Re: [PATCHv2 4/5] irqchip/GICv3: let gic_handle_irq() utilize irqentry on arm64

From: Pingfan Liu
Date: Wed Sep 29 2021 - 07:41:19 EST


On Wed, Sep 29, 2021 at 10:23:58AM +0100, Mark Rutland wrote:
> On Wed, Sep 29, 2021 at 04:27:11PM +0800, Pingfan Liu wrote:
> > On Wed, Sep 29, 2021 at 08:20:35AM +0100, Marc Zyngier wrote:
> > > On Wed, 29 Sep 2021 04:10:11 +0100,
> > > Pingfan Liu <piliu@xxxxxxxxxx> wrote:
> > > >
> > > > On Tue, Sep 28, 2021 at 10:10:53AM +0100, Mark Rutland wrote:
> > > > > On Fri, Sep 24, 2021 at 09:28:36PM +0800, Pingfan Liu wrote:
> > > > > > The call to rcu_irq_enter() originated from gic_handle_irq() is
> > > > > > redundant now, since arm64 has enter_from_kernel_mode() akin to
> > > > > > irqenter_entry(), which has already called rcu_irq_enter().
> > > > >
> > > > > Here I think you're referring to the call in handle_domain_irq(), but
> > > > > that isn't clear from the commit message.
> > > > >
> > > > Yes, and I will make it clear in V2.
> > > >
> > > > > > Based on code analysis, the redundant can raise some mistake, e.g.
> > > > > > rcu_data->dynticks_nmi_nesting inc 2, which causes
> > > > > > rcu_is_cpu_rrupt_from_idle() unexpected.
> > > > > >
> > > > > > So eliminate the call to irq_enter() in handle_domain_irq().
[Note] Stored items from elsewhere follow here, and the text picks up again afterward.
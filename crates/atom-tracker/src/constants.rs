// Copyright 2023-Present Datadog, Inc. https://www.datadoghq.com/
// SPDX-License-Identifier: Apache-2.0

//! Default limits and tunables for the tracker.
//!
//! The Atom bulk API enforces its own limits on request size and entry count.
//! Thresholds above those limits are clamped when set at runtime.

use std::time::Duration;

/// Default Atom collection endpoint. Bulk requests go to `{endpoint}bulk`.
pub const DEFAULT_ENDPOINT: &str = "https://track.atom-data.io/";

/// Number of dispatch workers delivering batches concurrently.
pub const DEFAULT_BATCH_WORKER_COUNT: usize = 1;

/// Capacity of the dispatch pool's task queue.
pub const DEFAULT_BATCH_POOL_SIZE: usize = 1;

/// Maximum number of records waiting in the backlog across all streams.
pub const DEFAULT_BACKLOG_SIZE: usize = 500;

/// How long `track_with_wait` waits for backlog space before giving up.
pub const DEFAULT_BACKLOG_WAIT_TIMEOUT: Duration = Duration::from_millis(1_000);

/// Interval between periodic flush-all signals.
pub const DEFAULT_FLUSH_INTERVAL: Duration = Duration::from_millis(10_000);

/// Ceiling for a single backoff sleep.
pub const DEFAULT_RETRY_MAX_TIME: Duration = Duration::from_millis(1_800_000);

/// Delivery attempts per pass before the batch is requeued.
pub const DEFAULT_RETRY_MAX_COUNT: u32 = 12;

/// Base of the exponential backoff (`base * 2^attempt`).
pub const DEFAULT_RETRY_BACKOFF_BASE: Duration = Duration::from_millis(3_000);

/// Records per batch before the buffer is flushed.
pub const DEFAULT_BATCH_SIZE: usize = 500;

/// Buffered payload bytes per batch before the buffer is flushed.
pub const DEFAULT_BATCH_BYTES_SIZE: usize = 64 * 1_024;

/// Timeout applied to every transport call.
pub const DEFAULT_REQUEST_TIMEOUT: Duration = Duration::from_secs(60);

/// Upper bound on the drain phase of a graceful stop.
pub const DEFAULT_SHUTDOWN_TIMEOUT: Duration = Duration::from_millis(5_000);

/// How often a graceful stop checks whether the pipeline has drained.
pub const DEFAULT_DRAIN_POLL_INTERVAL: Duration = Duration::from_millis(100);

/// How often the assembler polls an event storage that can't signal arrivals.
pub const STORAGE_POLL_INTERVAL: Duration = Duration::from_millis(50);

/// Stand-in for deadlines too far out to represent.
pub(crate) const FAR_FUTURE: Duration = Duration::from_secs(86_400 * 365 * 30);

/// Largest batch the Atom bulk API accepts, in bytes.
pub const MAX_BATCH_BYTES_SIZE: usize = 512 * 1_024;

/// Largest number of entries the Atom bulk API accepts in one batch.
pub const MAX_BATCH_SIZE: usize = 2_000;

/// Characters of a batch shown in error log lines.
pub(crate) const ERROR_PREVIEW_CHARS: usize = 50;

/// Characters of a batch shown in first-attempt debug lines.
pub(crate) const DEBUG_PREVIEW_CHARS: usize = 100;

/// SDK identification sent with every bulk request.
pub const SDK_TYPE: &str = "rust";
pub const SDK_VERSION: &str = env!("CARGO_PKG_VERSION");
And
> > > > > > accordingly supplementing irq_enter_rcu().
> > > > >
> > > > > We support many more irqchips on arm64, and GICv3 can be used on regular
> > > > > 32-bit arm, so this isn't right. Moving the irq_enter_rcu() call
> > > > > into the GICv3 driver specifically breaks other drivers on arm64 by
> > > > > removing the call, and breaks the GICv3 driver on arm by adding a
> > > > > duplicate call.
> > > > >
> > > > Oops. I forgot to protect the code in GICv3 with CONFIG_HAVE_ARCH_IRQENTRY
> > > >
> > > > > It looks like this should live in do_interrupt_handler() in
> > > > > arch/arm64/kernel/entry-common.c, e.g.
> > > > >
> > > > > | static void do_interrupt_handler(struct pt_regs *regs,
> > > > > | void (*handler)(struct pt_regs *))
> > > > > | {
> > > > > | irq_enter_rcu();
> > > > > | if (on_thread_stack())
> > > > > | call_on_irq_stack(regs, handler);
> > > > > | else
> > > > > | handler(regs);
> > > > > | irq_exit_rcu();
> > > > > | }
> > > > >
> > > > > ... unless there's some problem with that?
> > > > >
> > > > Yeah, do_interrupt_handler() is a more suitable place. But to resolve
> > > > the performance regression of rescheduling IPI [1], it is badly demanded to
> > > > distinguish irqnr before calling irq_enter_rcu() (please see 5/5 and [2]
> > > > for the context). So it is a compromise to host the code in GICv3.
> > > >
> > > > Any good idea?
> > >
> > > There is no way we are going to single out a particular interrupt
> > > controller. As for the "regression", we'll have to look at the numbers
> > > once we have fixed the whole infrastructure.
> > >
> > But I just realize that at present, gic_handle_nmi() sits behind
> > gic_handle_irq(). So it will make an mistaken for accounting of normal
> > interrupt if calling irq_enter_rcu() in do_interrupt_handler().
>
> We can restructure entry-common.c to avoid that if necessary.
>
> TBH, the more I see problems in this area the more I want to rip out the
> pNMI bits...
>
Could you give further comments and some guide to my reply to [1/5],
which can help to decide pNMI at this earlier stage? If things can go
that way, then everything can be fixed easier.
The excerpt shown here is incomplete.